Alms or almsgiving involves giving to others as an act of virtue, either materially or in the sense of providing capabilities (e.g. education) free. It exists in a number of religions and regions.

In Buddhism, almsgiving is the respect given by a lay Buddhist to a Buddhist monk, nun, spiritually-developed person or other sentient being. It is not charity as presumed by Western interpreters. It is closer to a symbolic connection to the spiritual realm and to show humbleness and respect in the presence of the secular society. The act of alms giving assists in connecting the human to the monk or nun and what he/she represents. As the Buddha has stated:

Householders & the homeless or charity [monastics]
in mutual dependence
both reach the true Dhamma....

In Theravada Buddhism, nuns and monks go on a daily almsround to collect food.
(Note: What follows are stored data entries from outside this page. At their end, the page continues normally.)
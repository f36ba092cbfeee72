use axum::{
    extract::{Request, State},
    middleware::Next,
    response::{IntoResponse, Redirect, Response},
};
use axum_extra::extract::CookieJar;

use crate::{api::state::AppState, domain::User, error::AppError};

#[derive(Clone)]
pub struct CurrentUser {
    pub user: User,
}

#[derive(Clone)]
pub struct SessionInfo {
    pub session_id: String,
}

async fn authenticate(state: &AppState, jar: &CookieJar) -> Option<(User, String)> {
    let token = jar.get("session")?.value().to_string();

    let session = state
        .service_context
        .auth_service
        .validate_session(&token)
        .await
        .ok()
        .flatten()?;

    let user = state
        .service_context
        .user_repo
        .find_by_id(session.user_id)
        .await
        .ok()
        .flatten()?;

    Some((user, session.id))
}

/// Web surface: unauthenticated requests get sent to the login page.
pub async fn require_auth_redirect(
    State(state): State<AppState>,
    jar: CookieJar,
    mut request: Request,
    next: Next,
) -> Response {
    match authenticate(&state, &jar).await {
        Some((user, session_id)) => {
            request.extensions_mut().insert(CurrentUser { user });
            request.extensions_mut().insert(SessionInfo { session_id });
            next.run(request).await
        }
        None => Redirect::to("/login").into_response(),
    }
}

/// Back office: authenticated staff or admin only. Finer checks (only
/// admins decide bookings) live in the handlers.
pub async fn require_staff_redirect(
    State(state): State<AppState>,
    jar: CookieJar,
    mut request: Request,
    next: Next,
) -> Response {
    match authenticate(&state, &jar).await {
        Some((user, session_id)) if user.is_staff() => {
            request.extensions_mut().insert(CurrentUser { user });
            request.extensions_mut().insert(SessionInfo { session_id });
            next.run(request).await
        }
        Some(_) => AppError::Forbidden.into_response(),
        None => Redirect::to("/login").into_response(),
    }
}

/// Public pages still want to greet a logged-in visitor.
pub async fn optional_auth(
    State(state): State<AppState>,
    jar: CookieJar,
    mut request: Request,
    next: Next,
) -> Response {
    if let Some((user, session_id)) = authenticate(&state, &jar).await {
        request.extensions_mut().insert(CurrentUser { user });
        request.extensions_mut().insert(SessionInfo { session_id });
    }

    next.run(request).await
}
pub mod handlers;
pub mod middleware;
pub mod state;

use axum::{routing::get, Router};
use tower_http::{compression::CompressionLayer, cors::CorsLayer, trace::TraceLayer};
use utoipa::OpenApi;
use utoipa_swagger_ui::SwaggerUi;

use state::AppState;

#[derive(OpenApi)]
#[openapi(
    paths(
        handlers::root::health_check,
        handlers::root::api_info,
        handlers::public::list_events,
        handlers::public::list_packages,
    ),
    components(schemas(
        handlers::public::EventSummary,
        handlers::public::PackageSummary,
    ))
)]
struct ApiDoc;

pub fn create_app(app_state: AppState) -> Router {
    Router::new()
        .route("/health", get(handlers::root::health_check))
        .route("/api", get(handlers::root::api_info))
        .route("/api/public/events", get(handlers::public::list_events))
        .route("/api/public/packages", get(handlers::public::list_packages))
        .with_state(app_state)
        .merge(SwaggerUi::new("/api/docs").url("/api/openapi.json", ApiDoc::openapi()))
        // Middleware
        .layer(CompressionLayer::new())
        .layer(CorsLayer::permissive()) // Configure properly for production
        .layer(TraceLayer::new_for_http())
}
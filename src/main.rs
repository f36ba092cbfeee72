use std::sync::Arc;

use sqlx::sqlite::SqlitePoolOptions;
use tracing_subscriber::{layer::SubscriberExt, util::SubscriberInitExt};

use soiree::{
    api,
    bootstrap,
    config::Settings,
    mail::{NoopNotifier, Notifier, SmtpNotifier},
    service::ServiceContext,
    web,
};

#[tokio::main]
async fn main() -> anyhow::Result<()> {
    dotenvy::dotenv().ok();

    // Initialize tracing
    tracing_subscriber::registry()
        .with(
            tracing_subscriber::EnvFilter::try_from_default_env()
                .unwrap_or_else(|_| "soiree=debug,tower_http=debug,axum=debug".into()),
        )
        .with(tracing_subscriber::fmt::layer())
        .init();

    // Load configuration
    let settings = Settings::new().unwrap_or_else(|e| {
        tracing::warn!("Failed to load config: {}. Using defaults.", e);
        Settings::default()
    });

    tracing::info!(
        "Starting Soiree server on {}:{}",
        settings.server.host,
        settings.server.port
    );

    // Initialize database
    let db_pool = SqlitePoolOptions::new()
        .max_connections(settings.database.max_connections)
        .connect(&settings.database.url)
        .await?;

    // Run migrations
    sqlx::migrate!("./migrations").run(&db_pool).await?;

    // Outbound mail: SMTP when configured, otherwise a logging noop.
    let notifier: Arc<dyn Notifier> = match SmtpNotifier::from_config(&settings.smtp) {
        Some(smtp) => {
            tracing::info!("SMTP notifications enabled");
            Arc::new(smtp)
        }
        None => {
            tracing::info!("SMTP notifications disabled");
            Arc::new(NoopNotifier)
        }
    };

    // Create service context
    let service_context = Arc::new(ServiceContext::new(db_pool.clone(), notifier));

    // Make sure the admin account exists before taking traffic.
    bootstrap::ensure_admin(service_context.user_repo.as_ref(), &settings.bootstrap).await?;

    // Startup housekeeping: drop expired sessions and the CSRF tokens
    // orphaned by them.
    let removed = service_context.auth_service.cleanup_expired_sessions().await?;
    let orphaned = service_context.csrf_service.cleanup_orphaned().await?;
    if removed > 0 || orphaned > 0 {
        tracing::info!("Cleaned up {} expired sessions, {} orphaned CSRF tokens", removed, orphaned);
    }

    let settings = Arc::new(settings);

    // Create API app
    let app_state = api::state::AppState::new(service_context, settings.clone());
    let api_app = api::create_app(app_state.clone());
    let web_app = web::create_web_routes(app_state);

    // Combine API and web routes
    let app = api_app.merge(web_app);

    let listener = tokio::net::TcpListener::bind(format!(
        "{}:{}",
        settings.server.host, settings.server.port
    ))
    .await?;

    tracing::info!(
        "Server listening on http://{}:{}",
        settings.server.host,
        settings.server.port
    );

    axum::serve(listener, app).await?;

    Ok(())
}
This is often perceived as giving the laypeople the opportunity to make merit. Money cannot be accepted by a Theravadan Buddhist monk or nun in lieu of or in addition to food, as the Patimokkha training rules make it an offence worth forfeiture and confession.
Buddhism is practiced by 90% of the country's population, and is predominantly of the Theravada tradition. It is the most religious Buddhist country in terms of the proportion of monks in the population and proportion of income spent on religion. (Wikipedia)

This daily ritual is for me always a great joy to see. The monks have the dark red or brown robes, the nuns are in pink and have their heads shaved.

Here three scenes from the street in Mrauk U, I choose this one because of the smiling nun. Two other views of the same group in Workshops.

Bigger beta picture

Broader view of the street

Another view.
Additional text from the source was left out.